On Friday, federal judge Dabney Friedrich denied legal efforts by some in the multifamily industry to end the moratorium, even though she had previously said days earlier that it was hard not to conclude that the administration was engaging in a “degree of gamesmanship,” as the National Law Journal reported.
The reason for Friday’s decision was a technical one. Friedrich “was precluded from halting the ‘new’ moratorium due the controlling order of a higher court, despite recognizing that the Supreme Court of the United States already determined that the CDC lacks authority to impose an eviction moratorium,” says Quinn.

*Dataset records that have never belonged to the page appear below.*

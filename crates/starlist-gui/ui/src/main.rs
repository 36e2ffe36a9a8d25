mod api;
mod app;
mod components;
mod notifications;

fn main() {
  console_error_panic_hook::set_once();
  wasm_tracing::set_as_global_default();

  tracing::info!(
    "starting Starlist frontend"
  );

  let Some(mount) = web_sys::window()
    .and_then(|window| {
      window.document()
    })
    .and_then(|document| {
      document.get_element_by_id("app")
    })
  else {
    tracing::error!(
      "missing #app mount element"
    );
    return;
  };

  yew::Renderer::<app::App>::with_root(
    mount
  )
  .render();
}
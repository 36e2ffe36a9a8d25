use std::ffi::OsString;

fn main() {
    let args: Vec<OsString> = std::env::args_os().collect();
    if let Err(err) = starlist_core::run(args) {
        eprintln!("error: {err:#}");
        std::process::exit(1);
    }
}
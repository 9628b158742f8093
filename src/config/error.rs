//! Configuration error types.

use std::path::PathBuf;
use thiserror::Error;

/// Errors that can occur during configuration loading and validation.
#[derive(Debug, Error)]
pub enum ConfigError {
    /// An integer setting could not be parsed.
    #[error("failed to parse {name} value '{value}': {source}")]
    IntParseError {
        name: &'static str,
        value: String,
        #[source]
        source: std::num::ParseIntError,
    },

    /// A float setting could not be parsed.
    #[error("failed to parse {name} value '{value}': {source}")]
    FloatParseError {
        name: &'static str,
        value: String,
        #[source]
        source: std::num::ParseFloatError,
    },

    /// Hybrid blend factor outside `[0, 1]`.
    #[error("invalid hybrid alpha '{value}': must be between 0 and 1")]
    InvalidAlpha { value: String },

    /// Query timeout of zero would fail every retrieval.
    #[error("invalid query timeout '{value}': must be greater than 0 ms")]
    InvalidTimeout { value: String },

    /// Top-k of zero would never return a candidate.
    #[error("invalid top-k '{value}': must be greater than 0")]
    InvalidTopK { value: String },

    /// A required setting was empty.
    #[error("missing required environment variable: {name}")]
    MissingEnvVar { name: &'static str },

    /// Specified path does not exist on the filesystem.
    #[error("path does not exist: {path}")]
    PathNotFound { path: PathBuf },

    /// Path exists but is not a file.
    #[error("path is not a file: {path}")]
    NotAFile { path: PathBuf },
}
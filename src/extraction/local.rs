//! Rule-based extraction from free prescription text.

use std::sync::LazyLock;

use async_trait::async_trait;
use regex::Regex;
use tracing::{debug, warn};

use super::{ExtractionError, Extractor, RawInput};
use crate::model::ExtractedMention;
use crate::normalize::{FREQUENCY_ABBREVIATIONS, canonical_form, collapse_whitespace};

static LINE_BREAK: LazyLock<Regex> =
    LazyLock::new(|| Regex::new(r"[\r\n]+").expect("line break pattern is valid"));

static INLINE_SEPARATOR: LazyLock<Regex> =
    LazyLock::new(|| Regex::new(r"\s*[,;|]\s*").expect("separator pattern is valid"));

static LIST_MARKER: LazyLock<Regex> = LazyLock::new(|| {
    Regex::new(r"^\s*(?:[-*]\s*|\d+[).\-:]\s*)").expect("list marker pattern is valid")
});

static STRENGTH_TOKEN: LazyLock<Regex> = LazyLock::new(|| {
    Regex::new(r"^\d+(?:\.\d+)?(?:mg|mcg|ml|g|iu|%)(?:/\S*)?$|mg/")
        .expect("strength pattern is valid")
});

/// Splits prescription text into one chunk per medicine.
///
/// Newline-separated entries win; otherwise commas, semicolons and pipes
/// separate. List markers are stripped and case-insensitive duplicates
/// dropped, keeping first-seen order.
pub fn split_medicines(raw_text: &str) -> Vec<String> {
    let normalized = collapse_whitespace(raw_text);
    if normalized.is_empty() {
        return Vec::new();
    }

    let lines: Vec<&str> = LINE_BREAK
        .split(raw_text)
        .map(str::trim)
        .filter(|l| !l.is_empty())
        .collect();

    let chunks: Vec<String> = if lines.len() > 1 {
        lines.into_iter().map(collapse_whitespace).collect()
    } else {
        let inline: Vec<String> = INLINE_SEPARATOR
            .split(&normalized)
            .map(str::trim)
            .filter(|p| !p.is_empty())
            .map(str::to_string)
            .collect();
        if inline.len() > 1 { inline } else { vec![normalized] }
    };

    let mut seen = std::collections::HashSet::new();
    chunks
        .into_iter()
        .map(|chunk| LIST_MARKER.replace(&chunk, "").trim().to_string())
        .filter(|chunk| !chunk.is_empty())
        .filter(|chunk| seen.insert(chunk.to_lowercase()))
        .collect()
}

fn is_frequency(token: &str) -> bool {
    FREQUENCY_ABBREVIATIONS.iter().any(|(abbr, _)| *abbr == token)
}

/// Classifies the tokens of one chunk.
///
/// Bare numbers stay in the brand: telling a variant from a dose is the
/// pre-match guardrail's job. Returns `None` when no brand word remains.
pub fn parse_mention(chunk: &str) -> Option<ExtractedMention> {
    let mut brand_words: Vec<&str> = Vec::new();
    let mut form = None;
    let mut strength = None;
    let mut frequency = None;

    for token in chunk.split_whitespace() {
        let cleaned = token
            .trim_matches(|c: char| matches!(c, ',' | '.' | ';'))
            .to_lowercase();
        if cleaned.is_empty() {
            continue;
        }

        if form.is_none() && canonical_form(&cleaned).is_some() {
            form = Some(cleaned);
        } else if strength.is_none() && STRENGTH_TOKEN.is_match(&cleaned) {
            strength = Some(cleaned);
        } else if frequency.is_none() && is_frequency(&cleaned) {
            frequency = Some(cleaned);
        } else {
            brand_words.push(token.trim_matches(|c: char| matches!(c, ',' | ';')));
        }
    }

    if brand_words.is_empty() {
        return None;
    }

    Some(ExtractedMention {
        raw_input: chunk.to_string(),
        brand: brand_words.join(" "),
        variant: None,
        generic_name: None,
        strength,
        form,
        frequency,
    })
}

/// Extractor for raw text input only.
#[derive(Debug, Clone, Default)]
pub struct LocalTextExtractor;

impl LocalTextExtractor {
    pub fn new() -> Self {
        Self
    }
}

#[async_trait]
impl Extractor for LocalTextExtractor {
    async fn extract(&self, input: &RawInput) -> Result<Vec<ExtractedMention>, ExtractionError> {
        let text = match input {
            RawInput::Text(text) => text,
            RawInput::Image(_) => {
                return Err(ExtractionError::UnsupportedInput {
                    reason: "local text extractor cannot read images".to_string(),
                });
            }
        };

        let chunks = split_medicines(text);
        if chunks.is_empty() {
            return Err(ExtractionError::EmptyResult);
        }

        let mut mentions = Vec::with_capacity(chunks.len());
        for chunk in &chunks {
            match parse_mention(chunk) {
                Some(mention) => mentions.push(mention),
                None => warn!(chunk = %chunk, "No medicine name in chunk; skipped"),
            }
        }

        if mentions.is_empty() {
            return Err(ExtractionError::Unparseable {
                reason: "no medicine name found".to_string(),
            });
        }

        debug!(chunks = chunks.len(), mentions = mentions.len(), "Local extraction complete");
        Ok(mentions)
    }
}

The D.C. Circuit of the U.S. Court of Appeals had previously ruled to allow the moratorium to stand for the time being. As Friedrich wrote in her decision: “But the Court’s hands are tied. The Supreme Court did not issue a controlling opinion in this case, and circuit precedent provides that the votes of dissenting Justices may not be combined with that of a concurring Justice to create binding law.”
“Today’s opinion may appear to be a setback for the plaintiffs, but it represents a very necessary step forward in the national debate over the eviction moratorium,” Terra Gross, founder of Illinois law firm Attuned Legal, and who has been representing some small landlords on a pro bono basis, tells GlobeSt.com, adding that the ruling “is a promising signal that this dispute may finally be coming to a head.”